Sometimes an actor seems perfect for a part until you see him in it.
When word came that Benicio Del Toro would play the title role in The Wolfman, an update of the 1941 Universal Pictures horror landmark, it sounded like inspired casting. Brooding and misshapen – in my review of Things We Lost in the Fire, I said he had “a mushy pillow of a mug” – Del Toro should have been ideal for a cursed aristocrat who unwillingly transforms into a savage beast.
Del Toro, though, is a disaster. He’s not brooding but morose, as if he’s been injected with downers or under the mistaken impression that this is a zombie film. Famous for mumbling in The Usual Suspects, here he appears to be struggling with an unidentified accent – odd considering the movie explains early on that his Lawrence Talbot has recently returned to England after spending years in America.
This is 1891 England, and Lawrence has come back to his family’s gothic, country estate in the wake of his brother’s grisly, unexplained murder. His father, Sir John (Anthony Hopkins), doesn’t seem too bothered by the whole affair, even when the creature goes on a killing spree in the village during the next full moon. Lawrence suffers a swipe during that attack, and his late brother’s fiancé, Gwen (Emily Blunt), sticks around long enough to tend to his strange wounds.
The 1941 version, called The Wolf Man and starring Lon Chaney Jr., is by no means a classic, but it is a delightful, defining example of the atmospheric Universal horror pictures of that era. This Wolfman, directed by Joe Johnston (Hidalgo, Jurassic Park III), lays the fog on thickly too. The mist creeps through eerie bogs and mansion halls – maybe that’s why Del Toro walks around as if he’s in a haze.
Hopkins takes the opposite approach, recognizing the movie’s potential to be a ripe slice of horror cheese. “The past is a wilderness of horrors,” he growls while stomping around his mansion, rifle in hand. Hugo Weaving, the villain of The Matrix, follows suit as an eyebrow-wiggling Scotland Yard inspector. These are two actors who aren’t afraid to roll their Rs.
Blunt, the rising star of The Young Victoria, seems game too, especially when Lawrence turns sexually aggressive. She notably perks up – this fable has always partly operated as a kinky erotic thriller – yet The Wolfman proves to be more interested in aggressiveness of another kind.
This is a vicious picture, full of dismemberments and disembowelments and the chomping of what I think was someone’s liver. The brutality isn’t ever really considered – the movie doesn’t address why Lawrence’s alter ego is so bloodthirsty – so that all of the violence leaves you less in a state of shock than confusion.
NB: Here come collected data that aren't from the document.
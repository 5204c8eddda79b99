//! Performance benchmarks for goldfish trials and graph construction
//!
//! Three groups:
//!
//! 1. **trial** - one goldfish trial, with allocation metrics from a warmup run
//! 2. **simulation** - a full parallel run of 1000 trials
//! 3. **graph** - building the synergy graph for the fixture card store
//!
//! All use the red aggro deck from `test_decks/`.

use criterion::{black_box, criterion_group, criterion_main, BenchmarkId, Criterion};
use mtg_goldfish::{
    game::{GoldfishConfig, GoldfishSimulator},
    loader::{CardStore, Deck, DeckFormat, DeckLoader},
    simulation::{run_simulation, SimulationConfig},
    synergy::{GraphBuilder, RuleSet},
    Result,
};
use stats_alloc::{Region, StatsAlloc, INSTRUMENTED_SYSTEM};
use std::alloc::System;
use std::path::PathBuf;
use std::time::Duration;
use tokio::runtime::Runtime;

#[global_allocator]
static GLOBAL: &StatsAlloc<System> = &INSTRUMENTED_SYSTEM;

struct BenchmarkSetup {
    store: CardStore,
    deck: Deck,
}

impl BenchmarkSetup {
    fn load() -> Result<Self> {
        let root = PathBuf::from(env!("CARGO_MANIFEST_DIR"));
        let runtime = Runtime::new()?;
        let rules = RuleSet::standard()?;
        let (store, _, _) = runtime.block_on(CardStore::load_path(&root.join("test_data/cards"), rules))?;
        let list = DeckLoader::load_from_file(&root.join("test_decks/red_aggro.dck"))?;
        let deck = Deck::build(&list, &store, &DeckFormat::limited())?;
        Ok(BenchmarkSetup { store, deck })
    }
}

fn bench_trial(c: &mut Criterion) {
    let setup = match BenchmarkSetup::load() {
        Ok(s) => s,
        Err(e) => {
            eprintln!("Skipping benchmark - failed to load resources: {}", e);
            return;
        }
    };
    let config = GoldfishConfig::default();
    let simulator = GoldfishSimulator::new(&setup.deck, &config);

    let seed = 42u64;
    {
        let reg = Region::new(GLOBAL);
        let start = std::time::Instant::now();
        let outcome = simulator.run_trial(0, seed);
        let duration = start.elapsed();
        let stats = reg.change();

        println!("\nWarmup trial (seed {}):", seed);
        println!("  Turns: {}", outcome.turns_played);
        println!("  Spells cast: {}", outcome.spells_cast);
        println!("  Duration: {:?}", duration);
        println!("  Trials/sec: {:.2}", 1.0 / duration.as_secs_f64());
        println!("  Bytes allocated: {}", stats.bytes_allocated);
        println!("  Bytes deallocated: {}", stats.bytes_deallocated);
        println!(
            "  Bytes/turn: {:.2}",
            stats.bytes_allocated as f64 / outcome.turns_played.max(1) as f64
        );
    }

    let mut group = c.benchmark_group("trial");
    group.bench_with_input(BenchmarkId::new("red_aggro", seed), &seed, |b, &seed| {
        b.iter(|| simulator.run_trial(0, black_box(seed)));
    });
    group.finish();
}

fn bench_simulation(c: &mut Criterion) {
    let setup = match BenchmarkSetup::load() {
        Ok(s) => s,
        Err(e) => {
            eprintln!("Skipping benchmark - failed to load resources: {}", e);
            return;
        }
    };
    let config = SimulationConfig::default().with_trials(1000);

    let mut group = c.benchmark_group("simulation");
    group.sample_size(10);
    group.measurement_time(Duration::from_secs(20));
    group.bench_function(BenchmarkId::new("red_aggro", config.trials), |b| {
        b.iter(|| run_simulation(&setup.deck, black_box(&config), None).expect("simulation should complete"));
    });
    group.finish();
}

fn bench_graph_build(c: &mut Criterion) {
    let setup = match BenchmarkSetup::load() {
        Ok(s) => s,
        Err(e) => {
            eprintln!("Skipping benchmark - failed to load resources: {}", e);
            return;
        }
    };
    let rules = match RuleSet::standard() {
        Ok(r) => r,
        Err(e) => {
            eprintln!("Skipping benchmark - failed to compile rules: {}", e);
            return;
        }
    };

    let mut group = c.benchmark_group("graph");
    group.bench_function(BenchmarkId::new("build", setup.store.len()), |b| {
        b.iter(|| {
            GraphBuilder::new(rules)
                .build(black_box(&setup.store))
                .expect("graph should build")
        });
    });
    group.finish();
}

criterion_group!(benches, bench_trial, bench_simulation, bench_graph_build);
criterion_main!(benches);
And what of that alter ego? What does he look like? Remarkably like Chaney’s 1941 wolf man, which isn’t a good thing (I think Chaney sported the original fright wig). Hollywood makeup legend Rick Baker has taken on the job here, but perhaps makeup wasn’t the answer. The Wolfman struck me as the first special-effects casualty of the Avatar age. That movie used advanced, performance-capture technology to allow actors to provide the movements, facial expressions and voices for ultra-realistic, computer-generated characters. I never would have guessed that I would say this, but The Wolfman could have benefited from less Del Toro and more CGI.